The memory hit her like cold water.
The club.
The music.
The heat of the room.
And Luca’s mouth just a breath away from hers.
Her stomach flipped.
“Oh God..” she whispered into her pillow.
She didn’t remember leaving the club. Didn’t remember getting home. What she remembered far too clearly was the feel of Luca’s hand brushing her cheek, the way his eyes darkened right before she leaned in, the softness of that barely-there contact.
A mistake.
A dangerous mistake.
A career-ending, life-threatening mistake.
Ava sat up, groaning as the room spun. Her living room was dim, curtains half drawn, her shoes lying in two separate directions like they’d run away from each other. On the table sat a half finished water bottle and one of Leah’s glittery hair clips.
Right. Leah must have dragged her home. Thank God.
Ava pressed a hand to her forehead.
No thinking about Luca.
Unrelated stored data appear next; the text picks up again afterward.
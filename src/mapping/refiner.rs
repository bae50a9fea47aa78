//! Map refiner background thread.
//!
//! Walks the keyframe map behind the backend head on a fixed cadence:
//! 1. Collects the unrefined window under the map read lock
//! 2. Builds the scan-alignment problem and solves it (bounded passes)
//! 3. Writes poses back and propagates the end-of-window delta downstream
//! 4. Re-renders the window's world-frame point buckets
//!
//! The relocation engine parks this thread through the pause gate before
//! committing a loop correction, and hands a span back through
//! [`MapRefiner::optimize_span`] afterwards.

use std::sync::Arc;
use std::time::Duration;

use crossbeam_channel::tick;
use image::GrayImage;
use parking_lot::{Condvar, Mutex};
use tracing::{debug, info};

use crate::cloud::ColoredPoint;
use crate::geometry::{CameraModel, SE3};
use crate::map::{ScanFeatures, Timestamp};
use crate::mapping::world_map::{render_scan, WorldMap};
use crate::optimizer::{build_scan_window, solve_pose_graph, ScanWindowConfig, SolverConfig};
use crate::system::propagation::Propagator;
use crate::system::shared_state::SharedState;

/// Where the refiner thread is in its pause protocol.
#[derive(Debug, Clone, Copy, PartialEq, Eq)]
pub enum RefinerStatus {
    /// Refining windows on the tick cadence.
    Running,
    /// A pause was requested; the refiner finishes its current cycle.
    ToPause,
    /// Parked between cycles; the map is safe to rewrite.
    Pausing,
    /// The thread has exited; pause requests fail.
    Exited,
}

/// Condvar-backed handshake between the refiner thread and a pauser.
///
/// The refiner calls [`PauseGate::checkpoint`] between cycles while holding
/// no other locks, so a parked refiner can never participate in a deadlock.
struct PauseGate {
    state: Mutex<RefinerStatus>,
    condvar: Condvar,
}

impl PauseGate {
    fn new() -> Self {
        Self {
            state: Mutex::new(RefinerStatus::Running),
            condvar: Condvar::new(),
        }
    }

    /// Block until the refiner is parked. Returns false if the refiner
    /// thread has already exited.
    fn request_pause(&self) -> bool {
        let mut state = self.state.lock();
        loop {
            match *state {
                RefinerStatus::Pausing => return true,
                RefinerStatus::Exited => return false,
                RefinerStatus::Running => {
                    *state = RefinerStatus::ToPause;
                }
                RefinerStatus::ToPause => {}
            }
            self.condvar.wait(&mut state);
        }
    }

    fn resume(&self) {
        let mut state = self.state.lock();
        if matches!(*state, RefinerStatus::Pausing | RefinerStatus::ToPause) {
            *state = RefinerStatus::Running;
            self.condvar.notify_all();
        }
    }

    /// Called by the refiner between cycles; parks until resumed.
    fn checkpoint(&self) {
        let mut state = self.state.lock();
        if *state == RefinerStatus::ToPause {
            *state = RefinerStatus::Pausing;
            self.condvar.notify_all();
            while *state == RefinerStatus::Pausing {
                self.condvar.wait(&mut state);
            }
        }
    }

    fn exit(&self) {
        let mut state = self.state.lock();
        *state = RefinerStatus::Exited;
        self.condvar.notify_all();
    }

    fn status(&self) -> RefinerStatus {
        *self.state.lock()
    }
}

/// Configuration for the refiner thread.
#[derive(Debug, Clone)]
pub struct RefinerConfig {
    /// Tick cadence of the refinement loop.
    pub cycle: Duration,
    /// Solver invocations per window.
    pub passes: usize,
    /// Iteration cap per solver invocation.
    pub iterations_per_pass: usize,
    pub window: ScanWindowConfig,
    /// Leaf size of the global-map voxel grid.
    pub voxel_leaf: f64,
}

impl Default for RefinerConfig {
    fn default() -> Self {
        Self {
            cycle: Duration::from_millis(100),
            passes: 2,
            iterations_per_pass: 1,
            window: ScanWindowConfig::default(),
            voxel_leaf: 0.4,
        }
    }
}

#[derive(Debug, Default, Clone)]
pub struct RefinerStats {
    pub cycles: u64,
    pub windows: u64,
    pub keyframes_refined: u64,
    pub pauses: u64,
}

/// Background consumer that incrementally refines keyframe poses behind the
/// backend head and maintains the rendered world map.
pub struct MapRefiner {
    shared: Arc<SharedState>,
    propagator: Propagator,
    camera: Option<CameraModel>,
    config: RefinerConfig,
    /// Newest keyframe already refined; the next window starts after it.
    head: Mutex<Option<Timestamp>>,
    gate: PauseGate,
    world: Mutex<WorldMap>,
    stats: Mutex<RefinerStats>,
}

impl MapRefiner {
    pub fn new(
        shared: Arc<SharedState>,
        camera: Option<CameraModel>,
        config: RefinerConfig,
    ) -> Arc<Self> {
        let propagator = Propagator::new(shared.clone());
        Arc::new(Self {
            shared,
            propagator,
            camera,
            config,
            head: Mutex::new(None),
            gate: PauseGate::new(),
            world: Mutex::new(WorldMap::new()),
            stats: Mutex::new(RefinerStats::default()),
        })
    }

    /// Main thread loop. Returns once shutdown is requested.
    pub fn run(&self) {
        info!("[MapRefiner] thread started");
        let ticker = tick(self.config.cycle);
        loop {
            if self.shared.is_shutdown_requested() {
                break;
            }
            if ticker.recv().is_err() {
                break;
            }
            self.gate.checkpoint();
            if self.shared.is_shutdown_requested() {
                break;
            }
            self.cycle();
        }
        self.gate.exit();
        let stats = self.stats.lock().clone();
        info!(
            "[MapRefiner] thread exiting after {} cycles, {} windows refined, {} pauses",
            stats.cycles, stats.windows, stats.pauses
        );
    }

    /// One refinement cycle: refine the window after the head, then advance
    /// the head. Does nothing when no new keyframes sit behind the backend
    /// head.
    pub fn cycle(&self) {
        self.stats.lock().cycles += 1;
        let Some(backend_head) = self.shared.backend_head() else {
            return;
        };
        let head = *self.head.lock();
        let window: Vec<Timestamp> = {
            let map = self.shared.map.read();
            match head {
                Some(after) => map.window(after, backend_head).map(|kf| kf.time).collect(),
                None => map
                    .iter()
                    .take_while(|kf| kf.time <= backend_head)
                    .map(|kf| kf.time)
                    .collect(),
            }
        };
        let (Some(&start), Some(&end)) = (window.first(), window.last()) else {
            return;
        };
        self.refine(start, end);
        *self.head.lock() = Some(end);
    }

    /// Synchronously re-refine `[start, end]` without moving the head. The
    /// relocation engine hands corrected spans back through this after a
    /// loop commit.
    pub fn optimize_span(&self, start: Timestamp, end: Timestamp) {
        self.refine(start, end);
    }

    fn refine(&self, start: Timestamp, end: Timestamp) {
        let spans = self.shared.submaps.lock().committed_spans();
        let mut problem = {
            let map = self.shared.map.read();
            build_scan_window(&map, start, end, &spans, &self.config.window)
        };
        if problem.num_free() > 0 && problem.num_terms() > 0 {
            let solver = SolverConfig {
                max_iterations: self.config.iterations_per_pass,
                ..SolverConfig::default()
            };
            let should_stop = || self.shared.is_shutdown_requested();
            for _ in 0..self.config.passes {
                solve_pose_graph(&mut problem, &solver, &should_stop);
            }
            let report = self
                .propagator
                .apply_and_propagate(&problem.solution(), end);
            debug!(
                "[MapRefiner] refined [{start}, {end}]: {} written, {} propagated",
                report.window_written, report.propagated
            );
            let mut stats = self.stats.lock();
            stats.windows += 1;
            stats.keyframes_refined += problem.num_free() as u64;
        }
        self.render(start, end);
    }

    /// Re-render the world-frame buckets of every scan keyframe in
    /// `[start, end]` from its current pose.
    fn render(&self, start: Timestamp, end: Timestamp) {
        let frames: Vec<(Timestamp, SE3, ScanFeatures, Option<Arc<GrayImage>>)> = {
            let map = self.shared.map.read();
            map.range(start, None)
                .take_while(|kf| kf.time <= end)
                .filter_map(|kf| {
                    let scan = kf.scan.as_ref()?.clone();
                    let image = kf.visual.as_ref().and_then(|v| v.image.clone());
                    Some((kf.time, kf.pose, scan, image))
                })
                .collect()
        };
        if frames.is_empty() {
            return;
        }
        let mut buckets = Vec::with_capacity(frames.len());
        for (time, pose, scan, image) in &frames {
            let points = render_scan(pose, scan, image.as_deref(), self.camera.as_ref());
            buckets.push((*time, points));
        }
        let mut world = self.world.lock();
        for (time, points) in buckets {
            world.insert_bucket(time, points);
        }
    }

    /// Park the refiner between cycles. Blocks until it acknowledges;
    /// returns false if the thread has exited (the caller must then skip
    /// its rewrite).
    pub fn pause(&self) -> bool {
        let parked = self.gate.request_pause();
        if parked {
            self.stats.lock().pauses += 1;
        }
        parked
    }

    /// Release a parked refiner.
    pub fn resume(&self) {
        self.gate.resume();
    }

    pub fn status(&self) -> RefinerStatus {
        self.gate.status()
    }

    pub fn head(&self) -> Option<Timestamp> {
        *self.head.lock()
    }

    /// Snapshot of the assembled global map, voxel-downsampled.
    pub fn global_map(&self) -> Vec<ColoredPoint> {
        self.world.lock().global_cloud(self.config.voxel_leaf)
    }

    pub fn stats(&self) -> RefinerStats {
        self.stats.lock().clone()
    }
}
No thinking about what almost happened.
She needed clarity. Coffee. A plan.
But clarity didn’t come. Instead, her phone buzzed.
Her heart dropped.
An unknown number.
She stared at the screen for a long, pulseless moment before answering.
“Ava Morel.”
A beat of silence. Then..
“You drink recklessly.”
Her breath caught. His voice. Smooth, deep, calm.
She closed her eyes. “Why are you calling me?”
“You kissed me.”
“I did not,” she snapped too quickly.
“You almost did,” he corrected, annoyingly steady. “And that tells me more about you than your entire article.”
She gritted her teeth. “Last night was a mistake.”
“Your courage or your loss of control?” he asked.
“Both.”
Another pause. Ava hated how hard her heart was beating. She hated even more the fact that he didn’t sound angry.
Or amused.
He sounded..calculating.
“I told you to walk away,” Luca said quietly. “And instead, you came closer.”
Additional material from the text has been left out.